* **Exercise aim**
Repeat only the stretch of lines below that runs from the line with "let code = codes[row];" through the line with "with a sentinel", unaltered.

* **Provided data**
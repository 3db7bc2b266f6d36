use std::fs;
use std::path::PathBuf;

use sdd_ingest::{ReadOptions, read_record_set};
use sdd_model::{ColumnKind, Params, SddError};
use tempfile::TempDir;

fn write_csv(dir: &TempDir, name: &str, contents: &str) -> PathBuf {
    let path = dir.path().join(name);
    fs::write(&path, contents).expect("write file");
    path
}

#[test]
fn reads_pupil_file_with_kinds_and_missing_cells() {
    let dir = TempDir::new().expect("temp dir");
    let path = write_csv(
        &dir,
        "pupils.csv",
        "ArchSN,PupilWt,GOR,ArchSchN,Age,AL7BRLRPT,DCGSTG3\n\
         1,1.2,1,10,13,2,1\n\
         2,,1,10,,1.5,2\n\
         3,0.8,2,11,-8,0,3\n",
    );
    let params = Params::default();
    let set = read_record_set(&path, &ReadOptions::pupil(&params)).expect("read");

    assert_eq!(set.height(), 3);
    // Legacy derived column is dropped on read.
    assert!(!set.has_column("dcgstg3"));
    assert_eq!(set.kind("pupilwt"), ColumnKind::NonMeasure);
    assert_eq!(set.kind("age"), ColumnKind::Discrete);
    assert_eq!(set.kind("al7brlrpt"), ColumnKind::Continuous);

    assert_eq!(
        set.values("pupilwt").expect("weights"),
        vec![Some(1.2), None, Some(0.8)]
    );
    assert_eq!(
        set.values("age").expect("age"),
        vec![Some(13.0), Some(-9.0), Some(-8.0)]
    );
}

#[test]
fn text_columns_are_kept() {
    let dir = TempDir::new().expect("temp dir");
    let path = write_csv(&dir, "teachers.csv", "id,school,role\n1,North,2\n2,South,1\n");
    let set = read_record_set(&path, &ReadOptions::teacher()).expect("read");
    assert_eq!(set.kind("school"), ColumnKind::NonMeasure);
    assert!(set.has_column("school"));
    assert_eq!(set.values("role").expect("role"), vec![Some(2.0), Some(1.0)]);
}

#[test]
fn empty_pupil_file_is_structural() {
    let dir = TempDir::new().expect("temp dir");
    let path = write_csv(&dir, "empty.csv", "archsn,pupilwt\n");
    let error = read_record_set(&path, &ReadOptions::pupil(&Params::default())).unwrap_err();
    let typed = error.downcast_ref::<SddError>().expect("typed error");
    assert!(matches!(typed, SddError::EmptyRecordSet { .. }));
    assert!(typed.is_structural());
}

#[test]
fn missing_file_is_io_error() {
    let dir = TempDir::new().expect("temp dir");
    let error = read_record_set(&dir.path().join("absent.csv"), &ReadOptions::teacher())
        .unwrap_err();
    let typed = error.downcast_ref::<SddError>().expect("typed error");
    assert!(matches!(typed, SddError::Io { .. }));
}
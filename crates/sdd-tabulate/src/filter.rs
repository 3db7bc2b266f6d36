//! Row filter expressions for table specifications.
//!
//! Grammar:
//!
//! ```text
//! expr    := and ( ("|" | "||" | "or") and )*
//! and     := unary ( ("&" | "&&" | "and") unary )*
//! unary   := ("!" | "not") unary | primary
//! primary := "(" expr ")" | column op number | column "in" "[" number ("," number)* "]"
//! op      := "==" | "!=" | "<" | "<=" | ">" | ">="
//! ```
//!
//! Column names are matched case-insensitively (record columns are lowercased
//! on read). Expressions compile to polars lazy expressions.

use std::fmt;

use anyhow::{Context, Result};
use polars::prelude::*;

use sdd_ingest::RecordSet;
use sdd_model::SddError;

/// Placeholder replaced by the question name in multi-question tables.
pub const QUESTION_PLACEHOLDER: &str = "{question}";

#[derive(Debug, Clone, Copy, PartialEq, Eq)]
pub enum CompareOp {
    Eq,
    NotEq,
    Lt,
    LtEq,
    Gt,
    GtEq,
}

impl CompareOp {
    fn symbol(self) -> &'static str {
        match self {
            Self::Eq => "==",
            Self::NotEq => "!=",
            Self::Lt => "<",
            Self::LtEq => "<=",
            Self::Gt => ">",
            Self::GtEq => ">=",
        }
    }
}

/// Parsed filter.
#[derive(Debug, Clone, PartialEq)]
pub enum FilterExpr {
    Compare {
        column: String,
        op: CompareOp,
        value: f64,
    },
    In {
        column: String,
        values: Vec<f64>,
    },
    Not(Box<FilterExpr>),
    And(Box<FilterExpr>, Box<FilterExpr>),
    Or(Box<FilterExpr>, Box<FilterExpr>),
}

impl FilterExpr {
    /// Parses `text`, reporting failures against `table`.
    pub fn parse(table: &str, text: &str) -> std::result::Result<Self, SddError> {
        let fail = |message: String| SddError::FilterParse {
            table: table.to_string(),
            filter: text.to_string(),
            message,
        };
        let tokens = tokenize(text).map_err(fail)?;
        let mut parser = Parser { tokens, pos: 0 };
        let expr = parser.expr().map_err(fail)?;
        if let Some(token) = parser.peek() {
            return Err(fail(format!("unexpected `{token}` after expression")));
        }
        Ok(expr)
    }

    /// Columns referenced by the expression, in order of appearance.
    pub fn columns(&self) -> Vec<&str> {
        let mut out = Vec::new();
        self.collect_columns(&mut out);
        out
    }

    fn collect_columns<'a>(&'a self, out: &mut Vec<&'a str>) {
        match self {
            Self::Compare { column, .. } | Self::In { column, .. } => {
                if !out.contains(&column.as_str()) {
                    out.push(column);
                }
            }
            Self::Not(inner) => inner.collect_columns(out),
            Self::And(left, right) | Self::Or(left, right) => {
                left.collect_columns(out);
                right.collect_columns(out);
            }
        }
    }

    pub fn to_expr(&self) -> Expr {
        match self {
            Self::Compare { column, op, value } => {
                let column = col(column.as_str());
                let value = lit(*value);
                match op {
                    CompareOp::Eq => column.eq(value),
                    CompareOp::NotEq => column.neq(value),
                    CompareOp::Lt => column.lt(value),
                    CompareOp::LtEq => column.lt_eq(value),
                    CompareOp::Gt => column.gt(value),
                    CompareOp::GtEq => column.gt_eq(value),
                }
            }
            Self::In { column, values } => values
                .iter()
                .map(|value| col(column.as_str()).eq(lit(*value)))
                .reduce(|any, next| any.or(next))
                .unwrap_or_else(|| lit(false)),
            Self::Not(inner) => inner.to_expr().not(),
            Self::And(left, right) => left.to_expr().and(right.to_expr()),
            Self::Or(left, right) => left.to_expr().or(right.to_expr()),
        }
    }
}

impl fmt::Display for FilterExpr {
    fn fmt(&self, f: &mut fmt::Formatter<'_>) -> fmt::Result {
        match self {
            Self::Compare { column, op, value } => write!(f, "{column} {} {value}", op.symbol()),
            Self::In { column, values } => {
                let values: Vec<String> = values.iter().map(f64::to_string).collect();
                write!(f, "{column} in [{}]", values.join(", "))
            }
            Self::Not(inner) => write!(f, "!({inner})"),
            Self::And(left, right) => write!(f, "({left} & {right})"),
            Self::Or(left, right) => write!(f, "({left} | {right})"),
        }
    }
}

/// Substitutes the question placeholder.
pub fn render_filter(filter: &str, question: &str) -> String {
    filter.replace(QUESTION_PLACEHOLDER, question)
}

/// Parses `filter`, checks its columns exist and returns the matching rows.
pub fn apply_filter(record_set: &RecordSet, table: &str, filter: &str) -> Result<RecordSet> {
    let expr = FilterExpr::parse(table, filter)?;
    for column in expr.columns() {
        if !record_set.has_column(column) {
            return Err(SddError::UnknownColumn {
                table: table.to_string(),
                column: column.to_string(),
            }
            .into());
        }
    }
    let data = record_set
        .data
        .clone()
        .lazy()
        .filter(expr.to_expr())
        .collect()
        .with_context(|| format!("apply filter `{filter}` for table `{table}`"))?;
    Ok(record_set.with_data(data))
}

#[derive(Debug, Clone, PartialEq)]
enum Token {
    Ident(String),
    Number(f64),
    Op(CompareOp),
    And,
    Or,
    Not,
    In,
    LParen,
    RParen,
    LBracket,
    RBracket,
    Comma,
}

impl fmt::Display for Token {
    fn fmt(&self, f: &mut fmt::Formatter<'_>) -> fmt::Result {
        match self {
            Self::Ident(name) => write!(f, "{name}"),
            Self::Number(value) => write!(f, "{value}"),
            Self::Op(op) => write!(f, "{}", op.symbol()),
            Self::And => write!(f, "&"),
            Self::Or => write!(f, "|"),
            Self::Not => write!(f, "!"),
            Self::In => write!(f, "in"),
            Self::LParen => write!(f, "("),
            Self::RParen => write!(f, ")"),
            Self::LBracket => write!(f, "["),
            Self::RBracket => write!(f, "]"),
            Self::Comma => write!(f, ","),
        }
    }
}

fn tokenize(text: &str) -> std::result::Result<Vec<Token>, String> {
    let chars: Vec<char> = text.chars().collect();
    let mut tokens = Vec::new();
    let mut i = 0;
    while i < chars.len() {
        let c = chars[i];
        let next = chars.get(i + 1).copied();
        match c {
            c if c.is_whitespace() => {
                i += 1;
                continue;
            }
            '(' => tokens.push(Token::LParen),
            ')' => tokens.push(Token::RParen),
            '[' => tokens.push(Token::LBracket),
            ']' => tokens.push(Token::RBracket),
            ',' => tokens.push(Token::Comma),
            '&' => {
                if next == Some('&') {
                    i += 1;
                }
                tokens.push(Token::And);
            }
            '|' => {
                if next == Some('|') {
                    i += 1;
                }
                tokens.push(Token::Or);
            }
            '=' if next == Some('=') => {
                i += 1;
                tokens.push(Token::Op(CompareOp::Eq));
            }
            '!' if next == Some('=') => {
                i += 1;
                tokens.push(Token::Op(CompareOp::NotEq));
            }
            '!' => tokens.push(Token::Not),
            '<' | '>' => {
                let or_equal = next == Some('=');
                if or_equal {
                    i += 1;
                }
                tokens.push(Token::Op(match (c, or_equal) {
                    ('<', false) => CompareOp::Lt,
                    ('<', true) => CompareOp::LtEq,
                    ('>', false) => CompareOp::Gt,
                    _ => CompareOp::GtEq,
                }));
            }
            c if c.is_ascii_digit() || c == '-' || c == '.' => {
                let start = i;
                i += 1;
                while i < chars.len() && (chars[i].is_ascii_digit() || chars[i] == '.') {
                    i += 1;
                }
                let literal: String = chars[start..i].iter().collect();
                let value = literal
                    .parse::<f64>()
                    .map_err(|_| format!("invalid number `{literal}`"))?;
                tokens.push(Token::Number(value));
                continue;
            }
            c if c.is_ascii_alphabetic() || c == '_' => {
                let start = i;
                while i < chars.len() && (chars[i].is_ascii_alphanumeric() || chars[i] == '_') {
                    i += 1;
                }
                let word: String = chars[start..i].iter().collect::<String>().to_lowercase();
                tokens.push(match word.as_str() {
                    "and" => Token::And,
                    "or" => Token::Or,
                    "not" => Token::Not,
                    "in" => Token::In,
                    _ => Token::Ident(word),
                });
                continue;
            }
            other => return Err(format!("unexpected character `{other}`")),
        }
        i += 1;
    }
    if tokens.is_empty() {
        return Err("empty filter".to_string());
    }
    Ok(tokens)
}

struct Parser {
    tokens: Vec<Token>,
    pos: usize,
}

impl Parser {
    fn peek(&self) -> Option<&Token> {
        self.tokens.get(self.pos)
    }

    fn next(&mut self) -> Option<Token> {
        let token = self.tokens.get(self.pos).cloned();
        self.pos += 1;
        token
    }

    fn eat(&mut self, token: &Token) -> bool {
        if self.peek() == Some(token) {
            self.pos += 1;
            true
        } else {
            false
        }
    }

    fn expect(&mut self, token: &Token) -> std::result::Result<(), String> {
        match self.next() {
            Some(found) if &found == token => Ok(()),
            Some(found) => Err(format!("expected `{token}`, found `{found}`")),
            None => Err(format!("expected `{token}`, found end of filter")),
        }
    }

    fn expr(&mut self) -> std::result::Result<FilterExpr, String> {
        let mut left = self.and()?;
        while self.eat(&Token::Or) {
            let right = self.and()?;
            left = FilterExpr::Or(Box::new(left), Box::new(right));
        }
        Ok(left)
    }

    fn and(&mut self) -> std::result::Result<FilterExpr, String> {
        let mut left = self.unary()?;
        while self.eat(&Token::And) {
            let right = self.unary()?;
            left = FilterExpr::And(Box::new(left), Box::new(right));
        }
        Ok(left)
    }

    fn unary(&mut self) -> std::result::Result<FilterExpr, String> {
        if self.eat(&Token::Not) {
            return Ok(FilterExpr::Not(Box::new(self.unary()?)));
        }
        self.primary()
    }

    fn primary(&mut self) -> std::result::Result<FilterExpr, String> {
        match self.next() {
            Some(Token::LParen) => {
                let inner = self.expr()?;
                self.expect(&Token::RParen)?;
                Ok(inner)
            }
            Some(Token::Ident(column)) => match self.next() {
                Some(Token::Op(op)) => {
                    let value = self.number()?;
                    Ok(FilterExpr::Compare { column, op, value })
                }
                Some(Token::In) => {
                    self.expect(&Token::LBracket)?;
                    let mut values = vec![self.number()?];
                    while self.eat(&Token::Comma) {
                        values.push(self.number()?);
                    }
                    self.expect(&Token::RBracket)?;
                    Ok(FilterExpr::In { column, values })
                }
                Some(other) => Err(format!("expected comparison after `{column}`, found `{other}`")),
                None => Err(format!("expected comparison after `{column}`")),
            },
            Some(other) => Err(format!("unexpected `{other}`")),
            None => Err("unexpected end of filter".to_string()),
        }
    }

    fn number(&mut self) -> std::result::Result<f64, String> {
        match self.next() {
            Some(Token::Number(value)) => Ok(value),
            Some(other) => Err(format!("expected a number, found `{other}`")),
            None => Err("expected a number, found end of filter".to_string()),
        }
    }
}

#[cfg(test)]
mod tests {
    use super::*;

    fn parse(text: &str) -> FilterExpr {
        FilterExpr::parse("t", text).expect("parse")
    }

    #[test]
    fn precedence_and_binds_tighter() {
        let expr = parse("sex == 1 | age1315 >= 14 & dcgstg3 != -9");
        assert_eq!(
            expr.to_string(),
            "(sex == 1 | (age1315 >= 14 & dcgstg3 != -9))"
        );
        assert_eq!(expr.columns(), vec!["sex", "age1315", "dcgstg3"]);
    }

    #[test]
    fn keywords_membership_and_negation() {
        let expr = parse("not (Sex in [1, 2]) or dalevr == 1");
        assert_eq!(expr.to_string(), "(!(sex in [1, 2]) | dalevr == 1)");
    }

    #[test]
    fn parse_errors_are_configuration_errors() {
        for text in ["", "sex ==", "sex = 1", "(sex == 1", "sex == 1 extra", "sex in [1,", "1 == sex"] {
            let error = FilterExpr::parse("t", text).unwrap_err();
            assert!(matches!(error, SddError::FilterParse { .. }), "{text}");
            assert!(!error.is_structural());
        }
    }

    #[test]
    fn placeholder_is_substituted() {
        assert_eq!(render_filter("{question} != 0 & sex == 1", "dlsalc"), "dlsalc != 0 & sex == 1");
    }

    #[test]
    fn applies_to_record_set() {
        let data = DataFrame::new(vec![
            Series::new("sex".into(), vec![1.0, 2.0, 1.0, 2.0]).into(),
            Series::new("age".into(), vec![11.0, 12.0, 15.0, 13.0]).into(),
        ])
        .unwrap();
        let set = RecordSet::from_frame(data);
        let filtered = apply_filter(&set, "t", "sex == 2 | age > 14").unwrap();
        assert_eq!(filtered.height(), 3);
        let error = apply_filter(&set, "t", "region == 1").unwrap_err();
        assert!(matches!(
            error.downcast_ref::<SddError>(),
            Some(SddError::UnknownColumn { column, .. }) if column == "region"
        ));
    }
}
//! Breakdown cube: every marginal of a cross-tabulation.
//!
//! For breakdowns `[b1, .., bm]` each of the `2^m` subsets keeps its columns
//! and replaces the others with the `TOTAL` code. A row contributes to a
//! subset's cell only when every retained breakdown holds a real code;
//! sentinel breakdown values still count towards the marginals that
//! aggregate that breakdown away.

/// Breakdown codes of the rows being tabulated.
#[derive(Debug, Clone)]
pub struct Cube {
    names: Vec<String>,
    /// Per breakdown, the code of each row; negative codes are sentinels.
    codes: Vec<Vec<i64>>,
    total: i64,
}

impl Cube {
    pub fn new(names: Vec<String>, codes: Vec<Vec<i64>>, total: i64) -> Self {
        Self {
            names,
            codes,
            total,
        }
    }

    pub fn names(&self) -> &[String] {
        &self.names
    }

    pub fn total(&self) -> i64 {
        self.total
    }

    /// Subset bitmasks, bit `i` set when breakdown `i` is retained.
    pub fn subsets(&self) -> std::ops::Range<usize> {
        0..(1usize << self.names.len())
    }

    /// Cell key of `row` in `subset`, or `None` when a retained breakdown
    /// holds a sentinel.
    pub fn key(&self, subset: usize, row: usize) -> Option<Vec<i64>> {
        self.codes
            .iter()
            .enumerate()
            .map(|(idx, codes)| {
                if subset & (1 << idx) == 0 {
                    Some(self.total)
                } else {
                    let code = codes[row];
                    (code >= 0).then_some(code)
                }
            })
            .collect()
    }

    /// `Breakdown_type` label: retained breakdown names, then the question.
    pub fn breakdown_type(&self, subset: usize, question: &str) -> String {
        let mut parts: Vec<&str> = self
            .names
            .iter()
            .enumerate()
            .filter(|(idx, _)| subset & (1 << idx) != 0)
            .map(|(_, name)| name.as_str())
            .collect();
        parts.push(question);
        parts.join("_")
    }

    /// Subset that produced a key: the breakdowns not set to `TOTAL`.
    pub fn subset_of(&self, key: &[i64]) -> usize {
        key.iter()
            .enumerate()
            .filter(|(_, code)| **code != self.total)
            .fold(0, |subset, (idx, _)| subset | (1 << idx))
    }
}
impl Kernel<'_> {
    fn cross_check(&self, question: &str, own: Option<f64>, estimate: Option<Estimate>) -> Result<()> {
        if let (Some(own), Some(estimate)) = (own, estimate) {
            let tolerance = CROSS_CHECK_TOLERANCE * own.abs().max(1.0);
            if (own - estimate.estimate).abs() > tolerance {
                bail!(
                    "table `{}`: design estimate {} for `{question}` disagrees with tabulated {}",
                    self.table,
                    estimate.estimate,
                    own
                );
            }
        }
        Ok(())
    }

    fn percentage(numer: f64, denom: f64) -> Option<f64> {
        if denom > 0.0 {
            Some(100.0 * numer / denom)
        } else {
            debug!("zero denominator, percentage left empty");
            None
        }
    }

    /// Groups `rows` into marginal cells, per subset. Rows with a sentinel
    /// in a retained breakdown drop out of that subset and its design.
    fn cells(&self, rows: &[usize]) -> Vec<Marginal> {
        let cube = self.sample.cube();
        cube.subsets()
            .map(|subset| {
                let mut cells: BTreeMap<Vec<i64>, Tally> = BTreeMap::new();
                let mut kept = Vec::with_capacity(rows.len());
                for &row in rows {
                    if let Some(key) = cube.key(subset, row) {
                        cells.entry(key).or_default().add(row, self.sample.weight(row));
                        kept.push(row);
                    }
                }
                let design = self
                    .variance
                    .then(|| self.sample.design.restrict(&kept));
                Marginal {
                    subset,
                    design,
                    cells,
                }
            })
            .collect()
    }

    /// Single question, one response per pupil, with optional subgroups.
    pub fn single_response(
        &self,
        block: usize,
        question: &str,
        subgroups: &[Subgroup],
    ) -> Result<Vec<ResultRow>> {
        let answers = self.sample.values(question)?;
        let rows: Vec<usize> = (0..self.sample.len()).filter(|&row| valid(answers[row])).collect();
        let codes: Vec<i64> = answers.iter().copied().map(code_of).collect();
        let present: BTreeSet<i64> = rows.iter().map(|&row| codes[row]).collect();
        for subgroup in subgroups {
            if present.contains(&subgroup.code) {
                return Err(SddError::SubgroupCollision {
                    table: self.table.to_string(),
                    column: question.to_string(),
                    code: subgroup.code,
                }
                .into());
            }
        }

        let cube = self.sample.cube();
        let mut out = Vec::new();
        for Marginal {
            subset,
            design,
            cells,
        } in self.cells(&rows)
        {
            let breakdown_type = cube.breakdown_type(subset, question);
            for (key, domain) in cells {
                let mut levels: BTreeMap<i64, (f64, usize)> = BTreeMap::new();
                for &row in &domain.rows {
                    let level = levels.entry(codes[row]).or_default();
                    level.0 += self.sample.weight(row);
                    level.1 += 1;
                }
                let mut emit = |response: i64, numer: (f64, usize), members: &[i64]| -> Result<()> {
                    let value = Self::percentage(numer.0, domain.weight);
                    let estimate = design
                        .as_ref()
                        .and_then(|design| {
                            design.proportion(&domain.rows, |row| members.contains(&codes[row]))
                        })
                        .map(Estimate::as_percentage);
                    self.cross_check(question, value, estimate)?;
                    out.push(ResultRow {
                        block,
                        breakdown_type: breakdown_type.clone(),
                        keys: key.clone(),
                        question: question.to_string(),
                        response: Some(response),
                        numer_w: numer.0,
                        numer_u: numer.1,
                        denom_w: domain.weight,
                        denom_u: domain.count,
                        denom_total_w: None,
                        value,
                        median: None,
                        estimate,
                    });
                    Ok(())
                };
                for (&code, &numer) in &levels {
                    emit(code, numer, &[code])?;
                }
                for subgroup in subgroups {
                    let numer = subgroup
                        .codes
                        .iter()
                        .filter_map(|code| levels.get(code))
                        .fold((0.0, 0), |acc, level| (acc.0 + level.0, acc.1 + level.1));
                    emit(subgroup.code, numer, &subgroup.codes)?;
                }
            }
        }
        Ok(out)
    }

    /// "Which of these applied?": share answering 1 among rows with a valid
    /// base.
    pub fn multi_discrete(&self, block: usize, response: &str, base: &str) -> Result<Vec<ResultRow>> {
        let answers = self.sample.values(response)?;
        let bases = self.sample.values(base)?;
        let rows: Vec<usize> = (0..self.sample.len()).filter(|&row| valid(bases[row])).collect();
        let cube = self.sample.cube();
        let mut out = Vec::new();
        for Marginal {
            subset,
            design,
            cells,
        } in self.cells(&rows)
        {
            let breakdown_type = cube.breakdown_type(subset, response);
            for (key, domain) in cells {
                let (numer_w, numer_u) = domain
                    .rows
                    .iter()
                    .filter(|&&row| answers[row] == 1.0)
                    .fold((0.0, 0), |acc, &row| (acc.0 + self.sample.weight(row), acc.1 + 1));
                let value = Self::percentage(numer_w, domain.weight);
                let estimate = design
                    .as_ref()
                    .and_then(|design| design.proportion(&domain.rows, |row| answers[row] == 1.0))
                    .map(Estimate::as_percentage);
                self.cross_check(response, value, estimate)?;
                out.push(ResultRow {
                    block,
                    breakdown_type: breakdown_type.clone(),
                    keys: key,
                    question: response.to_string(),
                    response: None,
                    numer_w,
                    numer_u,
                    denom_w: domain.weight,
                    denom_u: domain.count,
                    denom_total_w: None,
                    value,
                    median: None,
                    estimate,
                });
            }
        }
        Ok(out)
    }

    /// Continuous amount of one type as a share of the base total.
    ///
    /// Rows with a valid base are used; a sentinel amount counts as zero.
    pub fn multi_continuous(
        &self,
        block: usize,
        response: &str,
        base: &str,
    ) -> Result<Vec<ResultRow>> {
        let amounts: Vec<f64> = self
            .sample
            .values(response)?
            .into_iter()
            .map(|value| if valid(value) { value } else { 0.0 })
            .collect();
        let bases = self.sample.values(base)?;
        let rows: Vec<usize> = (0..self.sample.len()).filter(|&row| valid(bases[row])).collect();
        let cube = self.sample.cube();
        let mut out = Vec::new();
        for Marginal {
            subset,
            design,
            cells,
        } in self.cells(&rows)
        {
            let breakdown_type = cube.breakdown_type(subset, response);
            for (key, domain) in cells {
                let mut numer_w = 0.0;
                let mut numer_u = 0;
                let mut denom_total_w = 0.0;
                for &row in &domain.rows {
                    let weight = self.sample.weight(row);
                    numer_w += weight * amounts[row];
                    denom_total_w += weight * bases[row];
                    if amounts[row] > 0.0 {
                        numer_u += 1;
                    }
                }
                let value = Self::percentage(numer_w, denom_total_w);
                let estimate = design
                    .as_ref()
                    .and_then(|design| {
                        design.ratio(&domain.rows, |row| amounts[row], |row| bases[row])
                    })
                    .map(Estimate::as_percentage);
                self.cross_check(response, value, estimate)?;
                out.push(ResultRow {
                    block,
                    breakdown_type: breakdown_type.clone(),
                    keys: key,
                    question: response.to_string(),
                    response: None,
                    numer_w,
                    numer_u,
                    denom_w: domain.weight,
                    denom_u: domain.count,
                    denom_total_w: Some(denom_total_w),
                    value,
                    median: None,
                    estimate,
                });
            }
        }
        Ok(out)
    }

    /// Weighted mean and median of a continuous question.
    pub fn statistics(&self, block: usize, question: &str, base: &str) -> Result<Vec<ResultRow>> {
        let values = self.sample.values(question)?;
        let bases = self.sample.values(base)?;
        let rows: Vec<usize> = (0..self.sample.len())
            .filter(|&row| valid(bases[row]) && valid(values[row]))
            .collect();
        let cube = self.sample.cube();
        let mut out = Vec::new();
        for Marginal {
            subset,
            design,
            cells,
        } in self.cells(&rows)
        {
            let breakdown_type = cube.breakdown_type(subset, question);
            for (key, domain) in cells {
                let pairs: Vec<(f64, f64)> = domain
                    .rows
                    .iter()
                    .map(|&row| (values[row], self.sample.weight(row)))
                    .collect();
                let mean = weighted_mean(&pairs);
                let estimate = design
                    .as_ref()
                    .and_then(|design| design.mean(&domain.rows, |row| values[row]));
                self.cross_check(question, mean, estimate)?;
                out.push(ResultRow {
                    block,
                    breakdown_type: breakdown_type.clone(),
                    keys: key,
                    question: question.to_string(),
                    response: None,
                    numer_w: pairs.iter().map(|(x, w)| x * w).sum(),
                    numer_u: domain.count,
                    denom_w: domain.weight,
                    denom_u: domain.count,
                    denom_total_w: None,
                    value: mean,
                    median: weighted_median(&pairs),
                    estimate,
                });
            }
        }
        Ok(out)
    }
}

* **Exercise solution**
                    let code = codes[row];
                    (code >= 0).then_some(code)
                }
            })
            .collect()
    }

    /// `Breakdown_type` label: retained breakdown names, then the question.
    pub fn breakdown_type(&self, subset: usize, question: &str) -> String {
        let mut parts: Vec<&str> = self
            .names
            .iter()
            .enumerate()
            .filter(|(idx, _)| subset & (1 << idx) != 0)
            .map(|(_, name)| name.as_str())
            .collect();
        parts.push(question);
        parts.join("_")
    }

    /// Subset that produced a key: the breakdowns not set to `TOTAL`.
    pub fn subset_of(&self, key: &[i64]) -> usize {
        key.iter()
            .enumerate()
            .filter(|(_, code)| **code != self.total)
            .fold(0, |subset, (idx, _)| subset | (1 << idx))
    }
}
impl Kernel<'_> {
    fn cross_check(&self, question: &str, own: Option<f64>, estimate: Option<Estimate>) -> Result<()> {
        if let (Some(own), Some(estimate)) = (own, estimate) {
            let tolerance = CROSS_CHECK_TOLERANCE * own.abs().max(1.0);
            if (own - estimate.estimate).abs() > tolerance {
                bail!(
                    "table `{}`: design estimate {} for `{question}` disagrees with tabulated {}",
                    self.table,
                    estimate.estimate,
                    own
                );
            }
        }
        Ok(())
    }

    fn percentage(numer: f64, denom: f64) -> Option<f64> {
        if denom > 0.0 {
            Some(100.0 * numer / denom)
        } else {
            debug!("zero denominator, percentage left empty");
            None
        }
    }

    /// Groups `rows` into marginal cells, per subset. Rows with a sentinel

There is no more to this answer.